The most common type of bad data is the case of starting with the wrong data set as a result of false records or incorrect information. This is a case of bad input by a human being which if relied upon definitely leads to bad decisions. Poor interpretation is the other most common type of bad data (Turney, 2013). Data interpretation is as a result of human element of intuition and control. It can therefore be concluded that as much as bad data comes from multiple sources, it is always not the data’s fault. From these two examples it can be concluded that the lifecycle of a piece of data has two interesting moments; the moment of creation and the moment of use. Quality, the extent to which the data is useful is determined at the moment of use after the data has been created. Since creation and use of data are purely human elements, human error is solely to be blamed for bad data.
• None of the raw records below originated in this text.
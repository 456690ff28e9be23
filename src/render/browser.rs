//! Headless Chrome page source
//!
//! Plain fetches (robots.txt, sitemaps, crawl pages) still go over reqwest.
//! Renders run in Chrome: the browser is launched on the first render
//! session, every session gets its own browser context, and subresources
//! the render options block are failed through the CDP Fetch domain before
//! they hit the network.
//!
//! The executable is taken from `CHROMIUM_PATH` when set, otherwise
//! chromiumoxide looks in the usual install locations.

use super::{FetchError, FetchedPage, HttpPageSource, PageSource, RenderContext, RenderOptions};
use crate::config::{ResourceKind, UserAgentConfig};
use async_trait::async_trait;
use chromiumoxide::browser::{Browser, BrowserConfig};
use chromiumoxide::cdp::browser_protocol::browser::BrowserContextId;
use chromiumoxide::cdp::browser_protocol::fetch::{
    ContinueRequestParams, EnableParams, EventRequestPaused, FailRequestParams, RequestPattern,
    RequestStage,
};
use chromiumoxide::cdp::browser_protocol::network::{
    ErrorReason, EventResponseReceived, ResourceType,
};
use chromiumoxide::cdp::browser_protocol::target::{
    CreateBrowserContextParams, CreateTargetParams, DisposeBrowserContextParams,
};
use chromiumoxide::Page;
use futures::{FutureExt, StreamExt};
use std::sync::Arc;
use std::time::Duration;
use tokio::sync::OnceCell;
use tokio::task::JoinHandle;
use tracing::{debug, info, trace, warn};

/// Chrome and the task driving its CDP connection
struct LaunchedBrowser {
    browser: Browser,
    handler: JoinHandle<()>,
}

impl Drop for LaunchedBrowser {
    fn drop(&mut self) {
        debug!("Stopping browser handler task");
        self.handler.abort();
    }
}

/// [`PageSource`] that renders pages in headless Chrome
pub struct BrowserPageSource {
    http: HttpPageSource,
    user_agent: String,
    timeout: Duration,
    browser: OnceCell<Arc<LaunchedBrowser>>,
}

impl BrowserPageSource {
    /// Builds the source; Chrome itself is not started until the first
    /// render session opens
    pub fn from_config(config: &UserAgentConfig, timeout: Duration) -> Result<Self, reqwest::Error> {
        let http = HttpPageSource::from_config(config, timeout)?;

        Ok(Self {
            http,
            user_agent: config.header_value(),
            timeout,
            browser: OnceCell::new(),
        })
    }

    async fn browser(&self) -> Result<Arc<LaunchedBrowser>, FetchError> {
        self.browser
            .get_or_try_init(|| launch(&self.user_agent, self.timeout))
            .await
            .map(Arc::clone)
    }
}

async fn launch(user_agent: &str, timeout: Duration) -> Result<Arc<LaunchedBrowser>, FetchError> {
    let mut builder = BrowserConfig::builder()
        .request_timeout(timeout)
        .arg(format!("--user-agent={}", user_agent))
        .arg("--no-first-run")
        .arg("--no-default-browser-check")
        .arg("--disable-extensions")
        .arg("--disable-background-networking")
        .arg("--mute-audio");

    if let Ok(path) = std::env::var("CHROMIUM_PATH") {
        builder = builder.chrome_executable(path);
    }

    let config = builder.build().map_err(FetchError::Browser)?;
    let (browser, mut events) = Browser::launch(config)
        .await
        .map_err(|e| FetchError::Browser(e.to_string()))?;

    let handler = tokio::spawn(async move {
        while let Some(event) = events.next().await {
            if let Err(e) = event {
                // chromiumoxide reports CDP messages it cannot decode here
                trace!("Browser handler error: {}", e);
            }
        }
        debug!("Browser handler task completed");
    });

    info!("Launched headless browser");
    Ok(Arc::new(LaunchedBrowser { browser, handler }))
}

#[async_trait]
impl PageSource for BrowserPageSource {
    async fn fetch(&self, url: &str, timeout: Duration) -> Result<FetchedPage, FetchError> {
        self.http.fetch(url, timeout).await
    }

    /// Renders in a throwaway context
    async fn render(&self, url: &str, options: &RenderOptions) -> Result<String, FetchError> {
        let context = BrowserSession::open(self.browser().await?).await?;
        context.render(url, options).await
    }

    async fn open_context(&self) -> Result<Option<Box<dyn RenderContext>>, FetchError> {
        let context = BrowserSession::open(self.browser().await?).await?;
        Ok(Some(Box::new(context)))
    }
}

/// One browser context; cookies and cache are not shared with other
/// sessions
struct BrowserSession {
    launched: Arc<LaunchedBrowser>,
    id: BrowserContextId,
}

impl BrowserSession {
    async fn open(launched: Arc<LaunchedBrowser>) -> Result<Self, FetchError> {
        let created = launched
            .browser
            .execute(CreateBrowserContextParams::default())
            .await
            .map_err(|e| FetchError::Browser(e.to_string()))?;
        let id = created.result.browser_context_id.clone();
        trace!("Opened browser context {:?}", id);

        Ok(Self { launched, id })
    }
}

impl Drop for BrowserSession {
    fn drop(&mut self) {
        let launched = Arc::clone(&self.launched);
        let id = self.id.clone();
        if let Ok(runtime) = tokio::runtime::Handle::try_current() {
            runtime.spawn(async move {
                if let Err(e) = launched
                    .browser
                    .execute(DisposeBrowserContextParams::new(id))
                    .await
                {
                    debug!("Failed to dispose browser context: {}", e);
                }
            });
        }
    }
}

#[async_trait]
impl RenderContext for BrowserSession {
    async fn render(&self, url: &str, options: &RenderOptions) -> Result<String, FetchError> {
        let failed = |e: chromiumoxide::error::CdpError| FetchError::Network {
            url: url.to_string(),
            message: e.to_string(),
        };

        let target = CreateTargetParams::builder()
            .url("about:blank")
            .browser_context_id(self.id.clone())
            .build()
            .map_err(FetchError::Browser)?;
        let page = self.launched.browser.new_page(target).await.map_err(failed)?;

        let result = load(&page, url, options).await;
        if let Err(e) = page.close().await {
            debug!("Failed to close page for {}: {}", url, e);
        }
        result
    }
}

/// Navigates `page` to `url` and returns the markup after the load event
async fn load(page: &Page, url: &str, options: &RenderOptions) -> Result<String, FetchError> {
    let failed = |e: chromiumoxide::error::CdpError| FetchError::Network {
        url: url.to_string(),
        message: e.to_string(),
    };

    let blocked = blocked_types(options);
    let interceptor = if blocked.is_empty() {
        None
    } else {
        Some(intercept(page, blocked).await.map_err(failed)?)
    };

    let mut responses = page
        .event_listener::<EventResponseReceived>()
        .await
        .map_err(failed)?;

    let navigated = async {
        page.goto(url).await?;
        page.wait_for_navigation().await?;
        page.content().await
    }
    .await;

    if let Some(interceptor) = interceptor {
        interceptor.abort();
    }
    let html = navigated.map_err(failed)?;

    // the document response arrives before the load event
    let mut status = None;
    while let Some(Some(event)) = responses.next().now_or_never() {
        if event.r#type == ResourceType::Document {
            status = Some(event.response.status);
            break;
        }
    }

    match status {
        Some(code) if !(200..300).contains(&code) => Err(FetchError::Status {
            url: url.to_string(),
            status: code as u16,
        }),
        Some(_) => Ok(html),
        None => {
            warn!("No document response seen for {}, keeping rendered markup", url);
            Ok(html)
        }
    }
}

/// Pauses every request on `page` and fails those of a blocked type
async fn intercept(
    page: &Page,
    blocked: Vec<ResourceType>,
) -> Result<JoinHandle<()>, chromiumoxide::error::CdpError> {
    let mut paused = page.event_listener::<EventRequestPaused>().await?;

    let pattern = RequestPattern::builder()
        .url_pattern("*")
        .request_stage(RequestStage::Request)
        .build();
    page.execute(EnableParams::builder().pattern(pattern).build())
        .await?;

    let page = page.clone();
    Ok(tokio::spawn(async move {
        while let Some(event) = paused.next().await {
            let request = event.request_id.clone();
            let outcome = if blocked.contains(&event.resource_type) {
                trace!("Blocking {:?} {}", event.resource_type, event.request.url);
                page.execute(FailRequestParams::new(request, ErrorReason::BlockedByClient))
                    .await
                    .map(|_| ())
            } else {
                page.execute(ContinueRequestParams::new(request))
                    .await
                    .map(|_| ())
            };

            if let Err(e) = outcome {
                trace!("Paused request was not resumed: {}", e);
            }
        }
    }))
}

fn blocked_types(options: &RenderOptions) -> Vec<ResourceType> {
    options.block.iter().copied().map(resource_type).collect()
}

/// CDP resource type for a configured resource kind
fn resource_type(kind: ResourceKind) -> ResourceType {
    match kind {
        ResourceKind::Image => ResourceType::Image,
        ResourceKind::Stylesheet => ResourceType::Stylesheet,
        ResourceKind::Font => ResourceType::Font,
        ResourceKind::Media => ResourceType::Media,
    }
}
To avoid paying the heavy price of bad data, companies need to put up stringent measures to avoid it in the first place. First, it is important to do the data janitor work of cleaning up data before it can be analyzed. Though tedious, data cleansing exercise removes the human errors cited as the chief reason for data inaccuracy. In addition, business departments need to communicate clearly and share common information, so their data sets are complete. Data centralization is paramount in ensuring its accuracy (Reid, 2014). Finally putting in place efficient data strategies can be a long –lasting solution to ensuring clean data is always acquired. For example minimizing the role of employees by adopting technology can be an acceptable solution to human error.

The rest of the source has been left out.